▸ WHAT THE TASK ASKS: Return the lines below that contain the word "identifier".
─── SOURCE INFORMATION ───
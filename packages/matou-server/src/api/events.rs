//! The live event stream.
//!
//! `GET /events` is a long-lived SSE response: one `event:`/`data:` frame
//! per broadcast event, a comment keepalive every 30 seconds, chunked
//! transfer. Subscribers joining late see only new events; a dropped
//! connection releases its channel on the bus's next broadcast.

use std::convert::Infallible;
use std::time::Duration;

use axum::extract::State;
use axum::response::sse::{Event as SseEvent, KeepAlive, Sse};
use futures::stream::Stream;

use crate::state::AppState;

/// GET /events — subscribe to the event stream.
pub async fn stream(
    State(state): State<AppState>,
) -> Sse<impl Stream<Item = Result<SseEvent, Infallible>>> {
    let subscription = state.events().subscribe();
    tracing::debug!(subscriber = %subscription.id, "Event stream opened");

    let stream = futures::stream::unfold(subscription.receiver, |mut rx| async move {
        let event = rx.recv().await?;
        let data = serde_json::to_string(&event.payload).unwrap_or_else(|_| "{}".to_string());
        let frame = SseEvent::default()
            .event(event.event_type.as_str())
            .data(data);
        Some((Ok::<_, Infallible>(frame), rx))
    });

    Sse::new(stream).keep_alive(
        KeepAlive::new()
            .interval(Duration::from_secs(30))
            .text("keepalive"),
    )
}
//! # Recovery Phrase (BIP39)
//!
//! BIP39 mnemonic handling for identity backup and re-keying.
//!
//! The phrase is the root of every key this service manages: the peer key
//! and all per-space Ed25519 keys derive from its seed (see
//! [`crate::crypto::kdf`]). Both 12-word (128-bit) and 24-word (256-bit)
//! phrases are accepted; clients migrating older identities still carry
//! 12-word phrases.
//!
//! | Aspect | Measure |
//! |--------|---------|
//! | Entropy | 128 or 256 bits from OS CSPRNG |
//! | Checksum | BIP39 word checksum prevents typos |
//! | KDF | PBKDF2-HMAC-SHA512, 2048 iterations |
//! | Display | Never logged; Debug output is redacted |

use bip39::Mnemonic;
use rand::RngCore;
use zeroize::ZeroizeOnDrop;

use crate::error::{Error, Result};

/// Accepted phrase lengths in words.
pub const ACCEPTED_WORD_COUNTS: [usize; 2] = [12, 24];

/// Entropy size in bytes for a generated phrase (24 words).
const ENTROPY_BYTES: usize = 32;

/// A BIP39 recovery phrase backing an identity
///
/// ## Security Warning
///
/// - This phrase can fully recover the user's identity and every space key
/// - Never log it or store it outside `identity.json`
#[derive(ZeroizeOnDrop)]
pub struct RecoveryPhrase {
    /// The underlying BIP39 mnemonic
    #[zeroize(skip)] // bip39::Mnemonic doesn't implement Zeroize
    mnemonic: Mnemonic,
}

impl RecoveryPhrase {
    /// Generate a new random 24-word recovery phrase
    pub fn generate() -> Result<Self> {
        let mut entropy = [0u8; ENTROPY_BYTES];
        rand::rngs::OsRng.fill_bytes(&mut entropy);

        let mnemonic = Mnemonic::from_entropy(&entropy).map_err(|e| {
            Error::KeyDerivationFailed(format!("Failed to generate mnemonic: {}", e))
        })?;

        Ok(Self { mnemonic })
    }

    /// Parse a recovery phrase
    ///
    /// ## Validation
    ///
    /// - Must be 12 or 24 words
    /// - All words must be in the BIP39 English wordlist
    /// - Checksum must be valid
    pub fn from_phrase(phrase: &str) -> Result<Self> {
        let mnemonic = Mnemonic::parse_normalized(phrase)
            .map_err(|e| Error::InvalidMnemonic(format!("{}", e)))?;

        if !ACCEPTED_WORD_COUNTS.contains(&mnemonic.word_count()) {
            return Err(Error::InvalidMnemonic(format!(
                "Expected 12 or 24 words, got {}",
                mnemonic.word_count()
            )));
        }

        Ok(Self { mnemonic })
    }

    /// The phrase as a single string (words separated by spaces)
    ///
    /// Only for persisting into `identity.json`. Never log.
    pub fn phrase(&self) -> String {
        self.mnemonic.to_string()
    }

    /// Number of words in the phrase
    pub fn word_count(&self) -> usize {
        self.mnemonic.word_count()
    }

    /// Derive the 32-byte master seed (empty passphrase)
    ///
    /// BIP39 seed derivation produces 64 bytes; the first 32 are the
    /// master seed every key index derives from.
    pub fn to_seed(&self) -> [u8; 32] {
        let seed_bytes = self.mnemonic.to_seed("");

        let mut master_seed = [0u8; 32];
        master_seed.copy_from_slice(&seed_bytes[..32]);
        master_seed
    }

    /// Validate a phrase without keeping it
    pub fn validate(phrase: &str) -> Result<()> {
        Self::from_phrase(phrase)?;
        Ok(())
    }
}

// Prevent accidental logging
impl std::fmt::Debug for RecoveryPhrase {
    fn fmt(&self, f: &mut std::fmt::Formatter<'_>) -> std::fmt::Result {
        write!(f, "RecoveryPhrase([REDACTED])")
    }
}

// ============================================================================
// TESTS
// ============================================================================

#[cfg(test)]
mod tests {
    use super::*;

    const TWELVE: &str =
        "abandon abandon abandon abandon abandon abandon abandon abandon abandon abandon abandon about";

    #[test]
    fn test_generate_recovery_phrase() {
        let phrase = RecoveryPhrase::generate().unwrap();
        assert_eq!(phrase.word_count(), 24);
    }

    #[test]
    fn test_parse_twelve_words() {
        let phrase = RecoveryPhrase::from_phrase(TWELVE).unwrap();
        assert_eq!(phrase.word_count(), 12);
    }

    #[test]
    fn test_parse_invalid_word() {
        let result = RecoveryPhrase::from_phrase(
            "notaword abandon abandon abandon abandon abandon abandon abandon abandon abandon abandon about",
        );
        assert!(result.is_err());
    }

    #[test]
    fn test_parse_wrong_word_count() {
        assert!(RecoveryPhrase::from_phrase("abandon abandon abandon").is_err());
    }

    #[test]
    fn test_bad_checksum_rejected() {
        // 12 valid words with a broken checksum
        let result = RecoveryPhrase::from_phrase(
            "abandon abandon abandon abandon abandon abandon abandon abandon abandon abandon abandon abandon",
        );
        assert!(result.is_err());
    }

    #[test]
    fn test_seed_derivation_deterministic() {
        let p1 = RecoveryPhrase::from_phrase(TWELVE).unwrap();
        let p2 = RecoveryPhrase::from_phrase(TWELVE).unwrap();

        assert_eq!(p1.to_seed(), p2.to_seed());
    }

    #[test]
    fn test_different_phrases_different_seeds() {
        let p1 = RecoveryPhrase::generate().unwrap();
        let p2 = RecoveryPhrase::generate().unwrap();

        assert_ne!(p1.to_seed(), p2.to_seed());
    }

    #[test]
    fn test_debug_redacts() {
        let phrase = RecoveryPhrase::from_phrase(TWELVE).unwrap();
        let debug = format!("{:?}", phrase);
        assert!(debug.contains("REDACTED"));
        assert!(!debug.contains("abandon"));
    }
}
//! Durable space index over the embedded database.
//!
//! Thin by design: the database enforces idempotent inserts and the
//! owner-conflict rule; this wrapper owns the keys-path convention.

use crate::error::Result;
use crate::storage::{Database, SpaceRecord};
use crate::time::now_timestamp;

use super::SpaceType;

/// Durable mapping `space_id → {owner, type, keys-on-disk, created_at}`
#[derive(Clone)]
pub struct SpaceStore {
    db: Database,
}

impl SpaceStore {
    /// Wrap the shared database handle
    pub fn new(db: Database) -> Self {
        Self { db }
    }

    /// Record a space, idempotently.
    ///
    /// Returns `true` if the record is new. Re-recording the same space
    /// for the same owner is a no-op; a different owner is a conflict.
    pub fn record(&self, space_id: &str, owner_id: &str, space_type: SpaceType) -> Result<bool> {
        self.db.insert_space(&SpaceRecord {
            space_id: space_id.to_string(),
            owner_id: owner_id.to_string(),
            space_type,
            keys_path: format!("keys/{}.keys", space_id),
            created_at: now_timestamp(),
        })
    }

    /// Look up a space by id
    pub fn get(&self, space_id: &str) -> Result<Option<SpaceRecord>> {
        self.db.get_space(space_id)
    }

    /// The owner's private space record
    pub fn get_user_space(&self, owner_id: &str) -> Result<Option<SpaceRecord>> {
        self.db.get_user_space(owner_id)
    }

    /// All recorded spaces
    pub fn all(&self) -> Result<Vec<SpaceRecord>> {
        self.db.get_all_spaces()
    }

    /// Forget a space (identity swap abandons the old private space)
    pub fn remove(&self, space_id: &str) -> Result<bool> {
        self.db.remove_space(space_id)
    }
}

#[cfg(test)]
mod tests {
    use super::*;

    #[test]
    fn test_record_and_lookup() {
        let store = SpaceStore::new(Database::open(None).unwrap());

        assert!(store.record("ESPACE", "EUSER", SpaceType::Private).unwrap());
        assert!(!store.record("ESPACE", "EUSER", SpaceType::Private).unwrap());

        let rec = store.get("ESPACE").unwrap().unwrap();
        assert_eq!(rec.keys_path, "keys/ESPACE.keys");
        assert_eq!(
            store.get_user_space("EUSER").unwrap().unwrap().space_id,
            "ESPACE"
        );
    }

    #[test]
    fn test_remove() {
        let store = SpaceStore::new(Database::open(None).unwrap());
        store.record("ESPACE", "EUSER", SpaceType::Private).unwrap();

        assert!(store.remove("ESPACE").unwrap());
        assert!(store.get("ESPACE").unwrap().is_none());
        assert!(!store.remove("ESPACE").unwrap());
    }
}
//! # Key Vault
//!
//! Derives and persists the key material this node manages: the user's
//! peer key and one four-key [`KeySet`] per space.
//!
//! ## Layout on disk
//!
//! ```text
//! {data_dir}/peer.key              user peer key, indexed by identifier
//! {data_dir}/keys/{space_id}.keys  per-space key bundle
//! ```
//!
//! Both files are JSON bundles with hex-encoded key bytes, written with
//! owner-only permissions (mode 0600). The peer key lives in its own file
//! so it can be re-attached after an identity swap without enumerating
//! spaces.
//!
//! ## Derivation policy
//!
//! Space key sets derive from the mnemonic seed at the schedule in
//! [`crate::crypto::kdf`]; the read key is random and only ever persisted.
//! On every space create or recovery the derived signing key is
//! overwritten with the user's peer key before persisting, so the space
//! signing key and the peer key always marshal to identical bytes.

use std::fs;
use std::io::Write;
use std::path::{Path, PathBuf};

use serde::{Deserialize, Serialize};

use crate::crypto::kdf::{derive_key_at_index, space_base_index, PEER_KEY_INDEX};
use crate::crypto::{KeySet, ReadKey, SigningKeyPair};
use crate::error::{Error, Result};
use crate::identity::RecoveryPhrase;
use crate::time::now_timestamp;

/// File name of the persisted user peer key.
const PEER_KEY_FILE: &str = "peer.key";

/// Directory holding per-space key bundles.
const KEYS_DIR: &str = "keys";

/// On-disk form of a space key set
#[derive(Serialize, Deserialize)]
struct KeySetBundle {
    signing: String,
    master: String,
    read: String,
    metadata: String,
    created_at: i64,
}

/// On-disk form of the user peer key
#[derive(Serialize, Deserialize)]
struct PeerKeyBundle {
    user_id: String,
    signing: String,
    created_at: i64,
}

/// Derives and persists peer and space keys under one data directory
pub struct KeyVault {
    data_dir: PathBuf,
}

impl KeyVault {
    /// Create a vault rooted at `data_dir`, creating the keys directory.
    pub fn open(data_dir: &Path) -> Result<Self> {
        fs::create_dir_all(data_dir.join(KEYS_DIR))
            .map_err(|e| Error::StorageWrite(format!("{}: {}", data_dir.display(), e)))?;
        Ok(Self {
            data_dir: data_dir.to_path_buf(),
        })
    }

    // ========================================================================
    // DERIVATION
    // ========================================================================

    /// Derive the user's peer key from a mnemonic (seed index 0).
    pub fn derive_peer_key(phrase: &RecoveryPhrase) -> Result<SigningKeyPair> {
        let seed = phrase.to_seed();
        let bytes = derive_key_at_index(&seed, PEER_KEY_INDEX)?;
        Ok(SigningKeyPair::from_bytes(&bytes))
    }

    /// Derive the key set for space index `space_index`.
    ///
    /// Signing, master, and metadata keys come from the seed schedule; the
    /// read key is freshly random and must be persisted to survive.
    pub fn derive_space_key_set(phrase: &RecoveryPhrase, space_index: u32) -> Result<KeySet> {
        let seed = phrase.to_seed();
        let base = space_base_index(space_index);

        let signing = derive_key_at_index(&seed, base)?;
        let master = derive_key_at_index(&seed, base + 1)?;
        let metadata = derive_key_at_index(&seed, base + 2)?;

        Ok(KeySet {
            signing: SigningKeyPair::from_bytes(&signing),
            master: SigningKeyPair::from_bytes(&master),
            read: ReadKey::generate(),
            metadata: SigningKeyPair::from_bytes(&metadata),
        })
    }

    /// Generate a key set with all four keys random.
    pub fn generate_space_key_set() -> KeySet {
        KeySet::generate()
    }

    // ========================================================================
    // SPACE KEY SETS
    // ========================================================================

    /// Persist a space key set to `keys/{space_id}.keys` (mode 0600).
    pub fn persist(&self, space_id: &str, key_set: &KeySet) -> Result<()> {
        let bundle = KeySetBundle {
            signing: hex::encode(key_set.signing.secret_bytes()),
            master: hex::encode(key_set.master.secret_bytes()),
            read: hex::encode(key_set.read.secret_bytes()),
            metadata: hex::encode(key_set.metadata.secret_bytes()),
            created_at: now_timestamp(),
        };

        let path = self.space_keys_path(space_id);
        write_private_json(&path, &bundle)
    }

    /// Load a space key set from disk.
    pub fn load(&self, space_id: &str) -> Result<KeySet> {
        let path = self.space_keys_path(space_id);
        let bundle: KeySetBundle = read_private_json(&path)?;

        Ok(KeySet {
            signing: SigningKeyPair::from_bytes(&decode_key(&bundle.signing, &path)?),
            master: SigningKeyPair::from_bytes(&decode_key(&bundle.master, &path)?),
            read: ReadKey::from_bytes(decode_key(&bundle.read, &path)?),
            metadata: SigningKeyPair::from_bytes(&decode_key(&bundle.metadata, &path)?),
        })
    }

    /// Whether a key set exists for this space.
    pub fn has_key_set(&self, space_id: &str) -> bool {
        self.space_keys_path(space_id).exists()
    }

    // ========================================================================
    // USER PEER KEY
    // ========================================================================

    /// Persist the user peer key to `peer.key` (mode 0600).
    pub fn persist_user_peer_key(&self, user_id: &str, key: &SigningKeyPair) -> Result<()> {
        let bundle = PeerKeyBundle {
            user_id: user_id.to_string(),
            signing: hex::encode(key.secret_bytes()),
            created_at: now_timestamp(),
        };
        write_private_json(&self.peer_key_path(), &bundle)
    }

    /// Load the user peer key, verifying it belongs to `user_id`.
    pub fn load_user_peer_key(&self, user_id: &str) -> Result<SigningKeyPair> {
        let path = self.peer_key_path();
        let bundle: PeerKeyBundle = read_private_json(&path)?;

        if bundle.user_id != user_id {
            return Err(Error::InvalidKey(format!(
                "Peer key belongs to {}, not {}",
                bundle.user_id, user_id
            )));
        }

        Ok(SigningKeyPair::from_bytes(&decode_key(&bundle.signing, &path)?))
    }

    fn space_keys_path(&self, space_id: &str) -> PathBuf {
        self.data_dir.join(KEYS_DIR).join(format!("{}.keys", space_id))
    }

    fn peer_key_path(&self) -> PathBuf {
        self.data_dir.join(PEER_KEY_FILE)
    }
}

// ============================================================================
// FILE HELPERS
// ============================================================================

fn write_private_json<T: Serialize>(path: &Path, value: &T) -> Result<()> {
    let json = serde_json::to_string_pretty(value)?;

    let mut file = fs::File::create(path)
        .map_err(|e| Error::StorageWrite(format!("{}: {}", path.display(), e)))?;
    file.write_all(json.as_bytes())
        .map_err(|e| Error::StorageWrite(format!("{}: {}", path.display(), e)))?;
    file.sync_all()
        .map_err(|e| Error::StorageWrite(format!("{}: {}", path.display(), e)))?;

    #[cfg(unix)]
    {
        use std::os::unix::fs::PermissionsExt;
        fs::set_permissions(path, fs::Permissions::from_mode(0o600))
            .map_err(|e| Error::StorageWrite(format!("{}: {}", path.display(), e)))?;
    }

    Ok(())
}

fn read_private_json<T: serde::de::DeserializeOwned>(path: &Path) -> Result<T> {
    if !path.exists() {
        return Err(Error::StorageRead(format!("{} does not exist", path.display())));
    }
    let raw = fs::read_to_string(path)
        .map_err(|e| Error::StorageRead(format!("{}: {}", path.display(), e)))?;
    serde_json::from_str(&raw).map_err(|e| Error::Corrupted(format!("{}: {}", path.display(), e)))
}

fn decode_key(hex_str: &str, path: &Path) -> Result<[u8; 32]> {
    let bytes = hex::decode(hex_str)
        .map_err(|e| Error::Corrupted(format!("{}: bad hex: {}", path.display(), e)))?;
    bytes
        .try_into()
        .map_err(|_| Error::Corrupted(format!("{}: key has wrong length", path.display())))
}

// ============================================================================
// TESTS
// ============================================================================

#[cfg(test)]
mod tests {
    use super::*;

    const TWELVE: &str =
        "abandon abandon abandon abandon abandon abandon abandon abandon abandon abandon abandon about";

    fn phrase() -> RecoveryPhrase {
        RecoveryPhrase::from_phrase(TWELVE).unwrap()
    }

    #[test]
    fn test_peer_key_deterministic() {
        let k1 = KeyVault::derive_peer_key(&phrase()).unwrap();
        let k2 = KeyVault::derive_peer_key(&phrase()).unwrap();

        assert_eq!(k1.secret_bytes(), k2.secret_bytes());
    }

    #[test]
    fn test_different_mnemonics_different_keys() {
        let other = RecoveryPhrase::generate().unwrap();

        let k1 = KeyVault::derive_peer_key(&phrase()).unwrap();
        let k2 = KeyVault::derive_peer_key(&other).unwrap();
        assert_ne!(k1.secret_bytes(), k2.secret_bytes());

        let s1 = KeyVault::derive_space_key_set(&phrase(), 1).unwrap();
        let s2 = KeyVault::derive_space_key_set(&other, 1).unwrap();
        assert_ne!(s1.master.secret_bytes(), s2.master.secret_bytes());
        assert_ne!(s1.metadata.secret_bytes(), s2.metadata.secret_bytes());
    }

    #[test]
    fn test_space_key_set_ed25519_deterministic() {
        let s1 = KeyVault::derive_space_key_set(&phrase(), 2).unwrap();
        let s2 = KeyVault::derive_space_key_set(&phrase(), 2).unwrap();

        assert_eq!(s1.signing.secret_bytes(), s2.signing.secret_bytes());
        assert_eq!(s1.master.secret_bytes(), s2.master.secret_bytes());
        assert_eq!(s1.metadata.secret_bytes(), s2.metadata.secret_bytes());
        // Read keys are random, never derived
        assert_ne!(s1.read.secret_bytes(), s2.read.secret_bytes());
    }

    #[test]
    fn test_persist_load_round_trip() {
        let dir = tempfile::tempdir().unwrap();
        let vault = KeyVault::open(dir.path()).unwrap();

        let set = KeyVault::generate_space_key_set();
        vault.persist("ESPACE1", &set).unwrap();

        let loaded = vault.load("ESPACE1").unwrap();
        assert_eq!(loaded.signing.secret_bytes(), set.signing.secret_bytes());
        assert_eq!(loaded.master.secret_bytes(), set.master.secret_bytes());
        assert_eq!(loaded.metadata.secret_bytes(), set.metadata.secret_bytes());

        // The loaded read key decrypts what the original encrypted
        let sealed = set.read.encrypt(b"payload", b"aad").unwrap();
        assert_eq!(loaded.read.decrypt(&sealed, b"aad").unwrap(), b"payload");
    }

    #[test]
    fn test_peer_key_recovery_across_spaces() {
        // Recovery scenario: derive, override signing with the peer key,
        // persist, load — loaded signing bytes equal the recomputed peer key.
        let dir = tempfile::tempdir().unwrap();
        let vault = KeyVault::open(dir.path()).unwrap();
        let peer = KeyVault::derive_peer_key(&phrase()).unwrap();

        for index in 0..4u32 {
            let mut set = KeyVault::derive_space_key_set(&phrase(), index).unwrap();
            set.override_signing(&peer);
            vault.persist(&format!("ESPACE{}", index), &set).unwrap();
        }

        let recomputed = KeyVault::derive_peer_key(&phrase()).unwrap();
        for index in 0..4u32 {
            let loaded = vault.load(&format!("ESPACE{}", index)).unwrap();
            assert_eq!(loaded.signing.secret_bytes(), recomputed.secret_bytes());
        }
    }

    #[test]
    fn test_user_peer_key_round_trip() {
        let dir = tempfile::tempdir().unwrap();
        let vault = KeyVault::open(dir.path()).unwrap();

        let key = KeyVault::derive_peer_key(&phrase()).unwrap();
        vault.persist_user_peer_key("EUSER", &key).unwrap();

        let loaded = vault.load_user_peer_key("EUSER").unwrap();
        assert_eq!(loaded.secret_bytes(), key.secret_bytes());

        // Wrong identifier is rejected
        assert!(vault.load_user_peer_key("EOTHER").is_err());
    }

    #[cfg(unix)]
    #[test]
    fn test_key_files_owner_only() {
        use std::os::unix::fs::PermissionsExt;

        let dir = tempfile::tempdir().unwrap();
        let vault = KeyVault::open(dir.path()).unwrap();
        vault.persist("ESPACE1", &KeySet::generate()).unwrap();

        let mode = fs::metadata(dir.path().join("keys/ESPACE1.keys"))
            .unwrap()
            .permissions()
            .mode();
        assert_eq!(mode & 0o777, 0o600);
    }
}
───
▸ WRITTEN SOLUTION:
//! {data_dir}/peer.key              user peer key, indexed by identifier
        // Wrong identifier is rejected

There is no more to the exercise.